— Parem! — Anabela levantou com as mãos para o ar, se colocando no meio dos dois. Não conseguia olhar para o filho já em pé, pronto para desafiar o pai, afinal já não era uma criança. Tinha vinte e um anos agora.

— Não percebo tamanha fúria. Afinal um psicólogo tem direito a uma sala e bata branca — O rosto estava molhado com o chá odiado, mas o impacto só foi forte quando o bule de chá caiu ao chão e se desfez em pedaços.

— Deixa de piadas seu infeliz! Nos desonram! — Gritou Igor. Tinha os olhos vermelhos injetados de raiva.

— Nem terminei de contar que seguirei pela Psicologia Organizacional. — Procurou o cigarro dentro dos bolsos, e tinha um leve tremor nas mãos. Acendeu na frente dos pais, causando ainda maior espanto. — Podem ficar com a vossa herança.

Levantou o cenho franzido e ainda se dignou a apanhar a outrora bela peça de porcelana, ou o que restava dela. Abandonou o recinto às passadas largas enquanto seus lábios insistiam em recitar impropérios nada dignos em memória dos pais que ficaram parados a vê-lo partir.

O telefone vibrou. O nome de Constance vibrava na tela.

Alô, Chris? Não sabe o que os seus pais fizeram! Meus cartões foram cancelados, minhas contas bancárias estão a zero. Vão parar de pagar a renda e de dar mesada. Eles descobriram! — Chorava do outro lado, arrancando um pedaço do coração do irmão querido.
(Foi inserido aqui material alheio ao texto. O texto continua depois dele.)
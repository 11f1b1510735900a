use thiserror::Error;

#[derive(Error, Debug)]
pub enum StoreError {
    #[error("Failed to load books: {0}")]
    Load(#[source] Box<StoreError>),

    #[error("Failed to save books: {0}")]
    Save(#[source] Box<StoreError>),

    #[error("Storage quota exceeded: {needed} bytes needed, {available} available")]
    QuotaExceeded { needed: usize, available: usize },

    #[error("Database error: {0}")]
    Database(#[from] rusqlite::Error),

    #[error("JSON error: {0}")]
    Json(#[from] serde_json::Error),

    #[error("I/O error: {0}")]
    Io(#[from] std::io::Error),

    #[error("Invalid file format: expected a JSON array of books")]
    InvalidImportFormat,

    #[error("Unknown sort key: {0}")]
    UnknownSortKey(String),

    #[error("Unknown sort order: {0}")]
    UnknownSortOrder(String),

    #[error("Invalid configuration: {0}")]
    Config(String),
}

impl StoreError {
    pub(crate) fn load(err: StoreError) -> Self {
        StoreError::Load(Box::new(err))
    }

    pub(crate) fn save(err: StoreError) -> Self {
        StoreError::Save(Box::new(err))
    }
}

pub type Result<T> = std::result::Result<T, StoreError>;
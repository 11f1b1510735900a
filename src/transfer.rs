use crate::error::{Result, StoreError};
use crate::models::{Book, BookDraft};
use chrono::NaiveDate;
use serde_json::Value;

/// Pretty JSON array of every record, no envelope.
pub fn export_json(books: &[Book]) -> Result<String> {
    Ok(serde_json::to_string_pretty(books)?)
}

pub fn export_file_name(prefix: &str, date: NaiveDate) -> String {
    format!("{}-{}.json", prefix, date.format("%Y-%m-%d"))
}

#[derive(Debug, Default)]
pub struct ParsedImport {
    pub drafts: Vec<BookDraft>,
    pub dropped: usize,
}

/// Parse an import blob. Anything but a top-level array is rejected whole;
/// entries that are not objects or lack a title or author are dropped.
pub fn parse_import(blob: &str) -> Result<ParsedImport> {
    let value: Value = serde_json::from_str(blob).map_err(|err| {
        log::warn!("import is not valid JSON: {}", err);
        StoreError::InvalidImportFormat
    })?;
    let Value::Array(entries) = value else {
        return Err(StoreError::InvalidImportFormat);
    };

    let mut parsed = ParsedImport::default();
    for (index, entry) in entries.into_iter().enumerate() {
        if !entry.is_object() {
            log::warn!("import entry {} is not an object", index);
            parsed.dropped += 1;
            continue;
        }
        match serde_json::from_value::<BookDraft>(entry) {
            Ok(draft) if draft.has_title_and_author() => parsed.drafts.push(draft),
            Ok(_) => {
                log::warn!("import entry {} has no title or author", index);
                parsed.dropped += 1;
            }
            Err(err) => {
                log::warn!("import entry {} could not be read: {}", index, err);
                parsed.dropped += 1;
            }
        }
    }
    Ok(parsed)
}
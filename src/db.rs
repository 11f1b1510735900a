use crate::error::{Result, StoreError};
use rusqlite::{params, Connection, OptionalExtension};
use std::collections::HashMap;
use std::fs;
use std::path::Path;

const MIGRATION_META_SQL: &str = "CREATE TABLE IF NOT EXISTS meta (
    key TEXT PRIMARY KEY,
    value TEXT
);";

/// Durable key/value slot holding serialized snapshots.
pub trait SnapshotSlot {
    fn read(&self, key: &str) -> Result<Option<String>>;

    fn write(&mut self, key: &str, value: &str) -> Result<()>;
}

/// Slot backed by the `meta` table of an SQLite database.
pub struct SqliteSlot {
    conn: Connection,
}

impl SqliteSlot {
    pub fn open(db_path: &Path) -> Result<Self> {
        if let Some(parent) = db_path.parent() {
            if !parent.as_os_str().is_empty() && !parent.exists() {
                fs::create_dir_all(parent)?;
            }
        }
        let conn = Connection::open(db_path)?;
        Self::from_connection(conn)
    }

    pub fn open_in_memory() -> Result<Self> {
        Self::from_connection(Connection::open_in_memory()?)
    }

    fn from_connection(conn: Connection) -> Result<Self> {
        conn.execute_batch(
            "CREATE TABLE IF NOT EXISTS schema_migrations (
                id TEXT PRIMARY KEY NOT NULL,
                applied_at INTEGER NOT NULL
            );",
        )?;
        apply_migration(&conn, "0000_meta", MIGRATION_META_SQL)?;
        Ok(SqliteSlot { conn })
    }
}

fn apply_migration(conn: &Connection, id: &str, sql: &str) -> Result<()> {
    let existing: Option<String> = conn
        .query_row(
            "SELECT id FROM schema_migrations WHERE id = ?1",
            params![id],
            |row| row.get(0),
        )
        .optional()?;
    if existing.is_some() {
        return Ok(());
    }
    conn.execute_batch(sql)?;
    conn.execute(
        "INSERT INTO schema_migrations (id, applied_at) VALUES (?1, ?2)",
        params![id, chrono::Utc::now().timestamp_millis()],
    )?;
    log::info!("applied migration {}", id);
    Ok(())
}

impl SnapshotSlot for SqliteSlot {
    fn read(&self, key: &str) -> Result<Option<String>> {
        let value: Option<Option<String>> = self
            .conn
            .query_row(
                "SELECT value FROM meta WHERE key = ?1",
                params![key],
                |row| row.get(0),
            )
            .optional()?;
        Ok(value.flatten())
    }

    fn write(&mut self, key: &str, value: &str) -> Result<()> {
        self.conn.execute(
            "INSERT INTO meta (key, value) VALUES (?1, ?2)
             ON CONFLICT(key) DO UPDATE SET value = excluded.value",
            params![key, value],
        )?;
        Ok(())
    }
}

/// In-process slot. An optional quota caps the total stored bytes, the way
/// browser local storage rejects writes once full.
#[derive(Debug, Default, Clone)]
pub struct MemorySlot {
    entries: HashMap<String, String>,
    quota: Option<usize>,
}

impl MemorySlot {
    pub fn new() -> Self {
        Self::default()
    }

    pub fn with_quota(quota: usize) -> Self {
        MemorySlot {
            entries: HashMap::new(),
            quota: Some(quota),
        }
    }

    pub fn with_entry(mut self, key: &str, value: &str) -> Self {
        self.entries.insert(key.to_string(), value.to_string());
        self
    }

    pub fn set_quota(&mut self, quota: Option<usize>) {
        self.quota = quota;
    }

    fn used_without(&self, key: &str) -> usize {
        self.entries
            .iter()
            .filter(|(existing, _)| existing.as_str() != key)
            .map(|(existing, value)| existing.len() + value.len())
            .sum()
    }
}

impl SnapshotSlot for MemorySlot {
    fn read(&self, key: &str) -> Result<Option<String>> {
        Ok(self.entries.get(key).cloned())
    }

    fn write(&mut self, key: &str, value: &str) -> Result<()> {
        if let Some(quota) = self.quota {
            let available = quota.saturating_sub(self.used_without(key));
            let needed = key.len() + value.len();
            if needed > available {
                return Err(StoreError::QuotaExceeded { needed, available });
            }
        }
        self.entries.insert(key.to_string(), value.to_string());
        Ok(())
    }
}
— Não se preocupe, eu vou ajudar você. Prometo. — Tentou passar segurança com toda sua incerteza da vida. Ainda assim, sabia ser inteligente demais para falhar. Tinha entrado na universidade com dezasseis anos por alguma razão.

Eu odeio eles. Eu tenho o estágio agora, e eles tinham a referência. — Um insulto escapou do outro lado da linha, dirigido aos pais. — Bando de preconceituosos!

— Giovana Beauchamp é uma grande enfermeira. Ela lhe encaminhará o estágio, eu vou falar com o Damien. Tudo bem assim? E farei uma transferência para a tua conta corrente, não se preocupe. — Garantiu enquanto subia na moto, tinha o peito a bater com força, e precisava relaxar.

— Obrigada mano. Eu amo você.

— Eu também.

Desligou ainda com os pensamentos perdidos em algum lugar da sua cabeça. Sua infância desde sempre fora diferente de todas outras. Não podia brincar, correr dentro de casa, falar em voz alta. Eram obrigados a ler, e estudar quase por vinte e quatro horas. Constance e Chris tinham momentos divertidos, durante a noite quando um escapulia para o quarto do outro, e debaixo do lençol inventavam histórias sobre lugares onde as crianças podiam brincar e se sujar. Algo que não acontecia naquela casa.

Tinha dito a Lola, sua namorada, que chegaria mais tarde. Pensava que a reunião em casa dos pais fosse ser prolongada, e mais uma vez tinha sido um enganado. Usou o capacete e saiu a conduzir para longe do casarão, sentindo o quão bom era ser livre das amarras dos Dash. A família perfeita por gerações, mas que agora tinha maculado aquela com o nascimento de duas aberrações. Odiaram-no por namorar Lola, uma asiática e que mancharia a descendência de futuras gerações, mas agora parecia ser pior, uma vez que a irmã não correspondia aos padrões supostos da sociedade.

Christian comprou um ramo de flores junto a um rapaz que vendia num semáforo, e acelerou sorridente rumo ao seu destino. Ia fazer uma surpresa a sua amada, com quem dividia um simples apartamento num bairro no centro da cidade. Não queria pensar no absurdo que ouvira dos progenitores, só queria seguir sua vida em paz.

Abriu a porta num assobio, lutando para segurar o capacete para não cair. Ainda não era um jovem rico, mas sabia deter de capacidades para chegar lá sem precisar dos pais.